Doctors use information systems to access and extend EHRs. Currently, Epic [14] is one of the most common commercial EHR systems, which, according to doctors, still suffers from problems, see the top of Figure 1. In general, in the research community, interactive EHR visualizations are most often visualized using bar/line/pie charts, glyphs, and timelines [60]. For example, LifeLines was one of the first tools to visualize textual notes from EHRs as events on a timeline [17]. Researchers have used this timeline structure to visualize EHRs of individual patients abundantly [6, 10, 24, 26, 28, 42, 56, 58] to, for example, display cause and effect [48] or disease progression [50]/risk [40] prediction. Also, Sultanum et al. [56] researched the importance of visualizing text for assisting doctors. Moreover, van der Linden et al. [58] visualized EHRs in a multiscale way to find the fragmented narratives based on the different tasks of the doctor.
Fig. 1.
MediCoSpace: Visual Decision-Support for Doctor-Patient Consultations using Medical Concept Spaces from EHRs
Fig. 1. Doctor’s simplified workflow, current problems for diagnosing non-straightforward conditions, and how our tool can help.
Furthermore, stepping away from individual patients, many researchers have visualized patient cohorts as flow visualizations [21, 22, 30, 34, 36, 64, 65] for disease progression, which have limitations in identifying relations. Therefore, Jin et al. [34] visualized causal relations between medical events and two groups. Furthermore, many researchers have used text [20] or basic plots (e.g., line plots) [15] to display summary statistics and heatmaps [30] for visualizing research around the diagnosis process using medical concepts. For example, Hur et al. [30] focused on diagnosis predictions, for which they used different heatmaps (one for the entire cohort, one for the patient, or one to show the difference between them) to show the weights of the medical concepts used in their model.
While these tools make important steps, the diagnosis and creation of non-trivial treatment plans are more difficult than more trivial ones. To our knowledge, no medical decision-support system addresses relationships between diseases, drugs, and treatments combined with advanced search support within the patient’s history and across similar patients, and links this back to patient reports to discover and leverage possibly overlooked relations.

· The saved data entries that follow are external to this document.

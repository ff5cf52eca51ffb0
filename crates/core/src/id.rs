// SPDX-License-Identifier: BUSL-1.1
// Copyright (c) 2026 Alfred Jean LLC

//! Identifier types and generators

use serde::{Deserialize, Serialize};
use std::fmt;
use std::sync::atomic::{AtomicU64, Ordering};
use std::sync::Arc;

/// Display name of one simulated client, e.g. `client-3`.
///
/// Doubles as the project name of the client's workspace when each
/// client gets its own workspace.
#[derive(Debug, Clone, PartialEq, Eq, Hash, Serialize, Deserialize)]
pub struct ClientName(String);

impl ClientName {
    pub fn new(name: impl Into<String>) -> Self {
        Self(name.into())
    }

    /// Name of the `index`-th client for a given prefix (`client-0`, `client-1`, ...).
    pub fn indexed(prefix: &str, index: usize) -> Self {
        Self(format!("{}-{}", prefix, index))
    }

    pub fn as_str(&self) -> &str {
        &self.0
    }
}

impl fmt::Display for ClientName {
    fn fmt(&self, f: &mut fmt::Formatter<'_>) -> fmt::Result {
        f.write_str(&self.0)
    }
}

impl PartialEq<str> for ClientName {
    fn eq(&self, other: &str) -> bool {
        self.0 == other
    }
}

impl PartialEq<&str> for ClientName {
    fn eq(&self, other: &&str) -> bool {
        self.0 == *other
    }
}

/// Generates unique identifiers
pub trait IdGen: Clone + Send + Sync {
    fn next(&self) -> String;
}

/// UUID-based generator, truncated to 8 hex characters
#[derive(Clone, Default)]
pub struct UuidIdGen;

impl IdGen for UuidIdGen {
    fn next(&self) -> String {
        uuid::Uuid::new_v4().simple().to_string()[..8].to_string()
    }
}

/// Sequential ID generator for testing
#[derive(Clone)]
pub struct SequentialIdGen {
    prefix: String,
    counter: Arc<AtomicU64>,
}

impl SequentialIdGen {
    pub fn new(prefix: impl Into<String>) -> Self {
        Self {
            prefix: prefix.into(),
            counter: Arc::new(AtomicU64::new(1)),
        }
    }
}

impl Default for SequentialIdGen {
    fn default() -> Self {
        Self::new("id")
    }
}

impl IdGen for SequentialIdGen {
    fn next(&self) -> String {
        let n = self.counter.fetch_add(1, Ordering::SeqCst);
        format!("{}-{}", self.prefix, n)
    }
}

#[cfg(test)]
#[path = "id_tests.rs"]
mod tests;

3 Problem CharacterizationMediCoSpace: Visual Decision-Support for Doctor-Patient Consultations using Medical Concept Spaces from EHRs

In this section, we describe the first steps of our user-centered design (UCD) process [63].

3.1 Physician’s Workflow

By interviewing a cardiologist (D1), a general practitioner (D2), a medical student (D3), and two medical doctors in internal medicine (D4) and cardiology (D5) about their workflows and comparing them to the processes from Balogh et al. [4] and Adler–Milstein et al. [1], we identified the following general workflow for diagnosing and making treatment plans for non-trivial conditions for doctors of all specialties and experience levels, see Figure 1. Accordingly, the interviewed doctors were from different specialties and experience levels. First, the doctor looks up patient appointment details. The patient already went through the experiencing health problems and engaged with the healthcare system stages from Balogh et al. [4]. Second, the doctor reviews the EHR for the medical history and the current disease(s) as preparation (related to the information integration and interpretation stage [1, 4]). Third, the doctor speaks with the patient and might conduct physical tests (related to the information gathering stage [1, 4]). Fourth, the doctor reviews the EHR in more detail to find previous and present diagnoses, issues and physiology, and how the patient appears to progress. Based on this, next steps (related to the formulation of next steps [1]) could be conversations with colleagues and possibly diagnostic testing (related to the information gathering stage [1, 4]). Also, the doctor matches the symptoms to the most probable diseases to form a working diagnosis (related to working/leading diagnosis stage [1, 4]), after which they research the best treatment option online and communicate this to the patient. This is often an iterative process possibly with multiple cycles based on certain outcomes. These final steps also correspond to the final stages of Balogh et al.’s [4] and Adler–Milstein et al.’s [1] processes. We noticed that it differs per specialty how much information the doctors require from the EHR. For example, internal medicine requires a deep dive into the EHR because patients often have vague symptoms, while a cardiologist often needs less information because medical imaging often indicates the main problems directly.
Also, doctors indicated that it is hard to find the correct disease based on ambiguous symptoms. The occurrence frequency of a disease also needs to be taken into account, as well as the patient’s lifestyle context; and sometimes it is hard to mentally let go of an initial diagnosis. Visual analytics can assist the doctor (in stages two and four of our workflow) in finding relations between symptoms, diseases, treatments, and drugs to get a more holistic overview of the patient to guide the doctor in information gathering, finding working diagnoses, and possible treatments.

3.2 Tool Requirements

In designing MediCoSpace, we focus on the fourth workflow step, the in-depth EHR review. From this, we derive the following requirements based on a thematic analysis [8] of the interviews:
R1:
Ability to see relations between diseases, drugs, and treatment of past and present for the current patient.
R2:
Ability to see when certain concepts or co-occurrences are mentioned.
R3:
Ability to find similar diseases, drugs, or treatments based on a current disease, drug, or treatment.
R4:
Ability to compare the patient’s relations to similar patients to see similarities and differences.
R5:
Ability to link the relations back to the original textual notes of this patient.
R6:
Ability to save interesting findings.

4 Data Processing and Feature Extraction Pipeline

This section describes our data sources and processing pipelines, see Figure 2, to show relations between diseases, drugs, and treatments concepts (i.e., medical entities). In the remainder of this article, we use the following mini case: the task involves generating a diagnosis for a patient with non-straightforward conditions (mainly cardiovascular diagnoses and a vague current diagnosis; weakness). We want to see if MediCoSpace can help the doctor with diagnosing this more clearly. We picked a patient with mainly cardiovascular diagnoses because of the time restrictions of the evaluation (cardiologists require less of an in-depth analysis).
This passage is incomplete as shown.